Most industrial parks don’t include SCUBA divers in their recovery plans. But car companies and a shoe maker in Thailand – but nowhere near the ocean – had to hire divers to retrieve hard-to-replace moulds from submerged factories in November. “No one thought about such a worst-case scenario”, said one company president. “In future we will need to reconsider the flood risk.”

They sure will. Three (3) major rivers – the Chao Phraya, Lopburi and Pa Sak – converge around the industrial estates in Ayutthaya. But companies obviously decided that tax incentives and the proximity of suppliers outweighed the risks of catastrophic flooding. Or maybe they just skipped a risk assessment entirely.

Supply chain resilience strategy: don’t build a shoe-, car- or disk drive factory in a floodplain. Some companies may even avoid Thailand. Impact: if one Japanese multinational were to choose, say, Vietnam or Myanmar for its next factory, others would follow, beginning a chain of falling dominoes for Thailand – eventually. Prime Minister Shinawatra’s crisis management effort is just beginning.



BCP for Bangkok Banks

The Bank of Thailand (BoT) released a BCM/BCP policy for financial institutions in January 2007. This is the 15-page English version from Thailand’s Foreign Bankers’ Association and this is the Thai version of BOT Notification No. 118-2550 (23-01-07).

Banks have 12 months to comply: the deadline is January 2008.

This final policy does not differ significantly from BoT’s proposed BCM guidelines to which I linked in my post of September 2006 when they were released for comment. The policy requires board-level involvement, identification and recovery plans for “Critical Business Functions,” writing plans and testing them at least once every 12 months. Pretty standard stuff.

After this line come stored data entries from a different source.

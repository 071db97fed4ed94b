use spin360::{Resolver, ViewerApp};
use spin360::cli::Args;
use spin360::config::{self, PathConfig, ViewerConfig};

use anyhow::{Context, Result};
use clap::Parser;
use eframe::egui;
use log::{debug, info};
use std::sync::Arc;

fn main() -> Result<()> {
    // Parse command-line arguments first (needed for log setup)
    let args = Args::parse();

    let path_config = PathConfig::from_env_and_cli(args.config_dir.clone());
    init_logger(&args, &path_config)?;

    info!("spin360 starting...");
    debug!("Command-line args: {:?}", args);

    let config_path = config::config_file(config::CONFIG_FILE, &path_config);
    info!("Config path: {}", config_path.display());

    let mut viewer_config = ViewerConfig::load(&config_path)?;
    viewer_config.apply_env();
    viewer_config.apply_args(&args);
    viewer_config.validate().context("Invalid configuration")?;
    debug!("Effective config: {:?}", viewer_config);

    let source = viewer_config.build_source()?;

    if args.list {
        // Headless: resolve once and print
        let set = Resolver::new(source).resolve_blocking(&viewer_config.initial_subject());
        for uri in set.iter() {
            println!("{}", uri);
        }
        return Ok(());
    }

    let native_options = eframe::NativeOptions {
        viewport: egui::ViewportBuilder::default()
            .with_title(format!("spin360 v{} • F1 for help", env!("CARGO_PKG_VERSION")))
            .with_inner_size([960.0, 560.0])
            .with_resizable(true),
        ..Default::default()
    };

    eframe::run_native(
        "spin360",
        native_options,
        Box::new(move |cc| {
            egui_extras::install_image_loaders(&cc.egui_ctx);

            let ctx = cc.egui_ctx.clone();
            let notify: spin360::frames::resolver::Notify = Arc::new(move || ctx.request_repaint());
            Ok(Box::new(ViewerApp::new(viewer_config, source, Some(notify))))
        }),
    )
    .map_err(|e| anyhow::anyhow!("eframe error: {}", e))?;

    info!("spin360 exited");
    Ok(())
}

/// Console or file logger based on --log / -v flags
fn init_logger(args: &Args, path_config: &PathConfig) -> Result<()> {
    // 0 (default) = warn, 1 (-v) = info, 2 (-vv) = debug, 3+ (-vvv) = trace
    let log_level = match args.verbosity {
        0 => log::LevelFilter::Warn,
        1 => log::LevelFilter::Info,
        2 => log::LevelFilter::Debug,
        _ => log::LevelFilter::Trace,
    };

    if let Some(log_path_opt) = &args.log_file {
        let log_path = log_path_opt
            .as_ref()
            .cloned()
            .unwrap_or_else(|| config::config_file("spin360.log", path_config));
        if let Some(parent) = log_path.parent() {
            std::fs::create_dir_all(parent)
                .with_context(|| format!("Failed to create log directory: {}", parent.display()))?;
        }
        let file = std::fs::File::create(&log_path)
            .with_context(|| format!("Failed to create log file: {}", log_path.display()))?;

        env_logger::Builder::new()
            .filter_level(log_level)
            .filter_module("egui", log::LevelFilter::Info) // Suppress egui DEBUG spam
            .filter_module("reqwest", log::LevelFilter::Info)
            .format_timestamp_millis()
            .target(env_logger::Target::Pipe(Box::new(file)))
            .init();

        info!("Logging to file: {} (level: {:?})", log_path.display(), log_level);
    } else {
        // Console logging (respects RUST_LOG if set)
        let default_level = match args.verbosity {
            0 => "warn",
            1 => "info",
            2 => "debug",
            _ => "trace",
        };

        env_logger::Builder::from_env(env_logger::Env::default().default_filter_or(default_level))
            .filter_module("egui", log::LevelFilter::Info)
            .filter_module("reqwest", log::LevelFilter::Info)
            .format_timestamp_millis()
            .init();
    }
    Ok(())
}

An appendix (page 15) to the policy lists sixteen (16) “Examples of Disruptive Events” for which continuity plans should be made, in five categories: natural, reputation, economy/physical, human resources and man-made. Tsunami is listed, of course, but so are “volcanic eruption” and “hostage taking,” which I haven’t seen in other national guidelines. Are there volcanoes in Thailand?

I don’t recommend limiting planning to “Critical Business Functions,” defined in the policy as those that could “significantly impact operations, business, reputation, status and performance.”

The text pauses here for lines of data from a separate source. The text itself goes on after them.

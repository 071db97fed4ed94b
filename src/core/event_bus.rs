//! Deferred event queue between widgets and the app.
//!
//! Widgets get an [`EventEmitter`] and push events while rendering.
//! The app drains the queue once per frame with [`EventBus::poll`] and
//! dispatches with [`downcast_event`]. Nothing is invoked at emit time,
//! so widgets never re-enter app state mid-frame.

use log::warn;
use std::any::Any;
use std::sync::{Arc, Mutex};

/// Maximum events in queue before oldest are evicted
const MAX_QUEUE_SIZE: usize = 1000;

/// Marker trait for events. Events must be Send + Sync + 'static.
pub trait Event: Any + Send + Sync + 'static {
    fn as_any(&self) -> &dyn Any;
    fn type_name(&self) -> &'static str;
}

impl<T: Any + Send + Sync + 'static> Event for T {
    fn as_any(&self) -> &dyn Any {
        self
    }
    fn type_name(&self) -> &'static str {
        std::any::type_name::<T>()
    }
}

/// Boxed event for queue storage
pub type BoxedEvent = Box<dyn Event>;

type Queue = Arc<Mutex<Vec<BoxedEvent>>>;

fn push_bounded(queue: &Queue, event: BoxedEvent) {
    let mut queue = queue.lock().unwrap_or_else(|e| e.into_inner());
    if queue.len() >= MAX_QUEUE_SIZE {
        let evict_count = queue.len() / 2;
        warn!("Event queue full ({} events), evicting oldest {}", queue.len(), evict_count);
        queue.drain(0..evict_count);
    }
    queue.push(event);
}

/// Owner side of the queue (lives in the app)
#[derive(Clone, Default)]
pub struct EventBus {
    queue: Queue,
}

impl EventBus {
    pub fn new() -> Self {
        Self::default()
    }

    /// Queue an event for the next `poll()`
    pub fn emit<E: Event>(&self, event: E) {
        push_bounded(&self.queue, Box::new(event));
    }

    /// Take all events emitted since last poll, oldest first
    pub fn poll(&self) -> Vec<BoxedEvent> {
        std::mem::take(&mut *self.queue.lock().unwrap_or_else(|e| e.into_inner()))
    }

    /// Emitter handle for widgets
    pub fn emitter(&self) -> EventEmitter {
        EventEmitter {
            queue: Arc::clone(&self.queue),
        }
    }

    pub fn queue_len(&self) -> usize {
        self.queue.lock().unwrap_or_else(|e| e.into_inner()).len()
    }
}

/// Lightweight emitter handle for UI components.
#[derive(Clone)]
pub struct EventEmitter {
    queue: Queue,
}

impl std::fmt::Debug for EventEmitter {
    fn fmt(&self, f: &mut std::fmt::Formatter<'_>) -> std::fmt::Result {
        f.debug_struct("EventEmitter")
            .field("queue_len", &self.queue.lock().map(|q| q.len()).unwrap_or(0))
            .finish()
    }
}

impl EventEmitter {
    pub fn emit<E: Event>(&self, event: E) {
        push_bounded(&self.queue, Box::new(event));
    }
}

/// Downcast a queued event to its concrete type.
///
/// The explicit `**` deref matters: `Box<dyn Event>` also implements `Event`
/// through the blanket impl, and calling `as_any()` on the box would yield
/// the box's TypeId instead of the inner event's.
#[inline]
pub fn downcast_event<E: Event>(event: &BoxedEvent) -> Option<&E> {
    (**event).as_any().downcast_ref::<E>()
}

A business continuity plan should list and plan continuity of all functions of a bank or any other enterprise. Some functions will be determined “critical,” others won’t be, in a business impact analysis (BIA). In a proper BIA, the business impact of failure of all functions – big and small – is assessed.



Bangkok BCP Breakthrough

Thailand’s Foreign Bankers’ Association offers this English version of the Bank of Thailand (BoT) July 2006 Circular 896-2549 proposing guidelines for BCM. The guidelines will apply to all commercial banks, which will have one year to comply. That will probably put the compliance target date in 4Q 2007. To track BoT bulletins on all subjects, bookmark this link.



Amazing Thailand

The Bank of Thailand (BoT) issued its first IT disaster recovery guidelines for banks at the end of 2005. Thailand’s Foreign Bankers’ Association offers this English translation of those guidelines. Mai pen rai: the Land of Smiles may also get its first BCP guidelines for banks this year. BOT’s Operational Risk Audit guidelines, December 2003: note section 2.3.4.3 about BCP on page 32.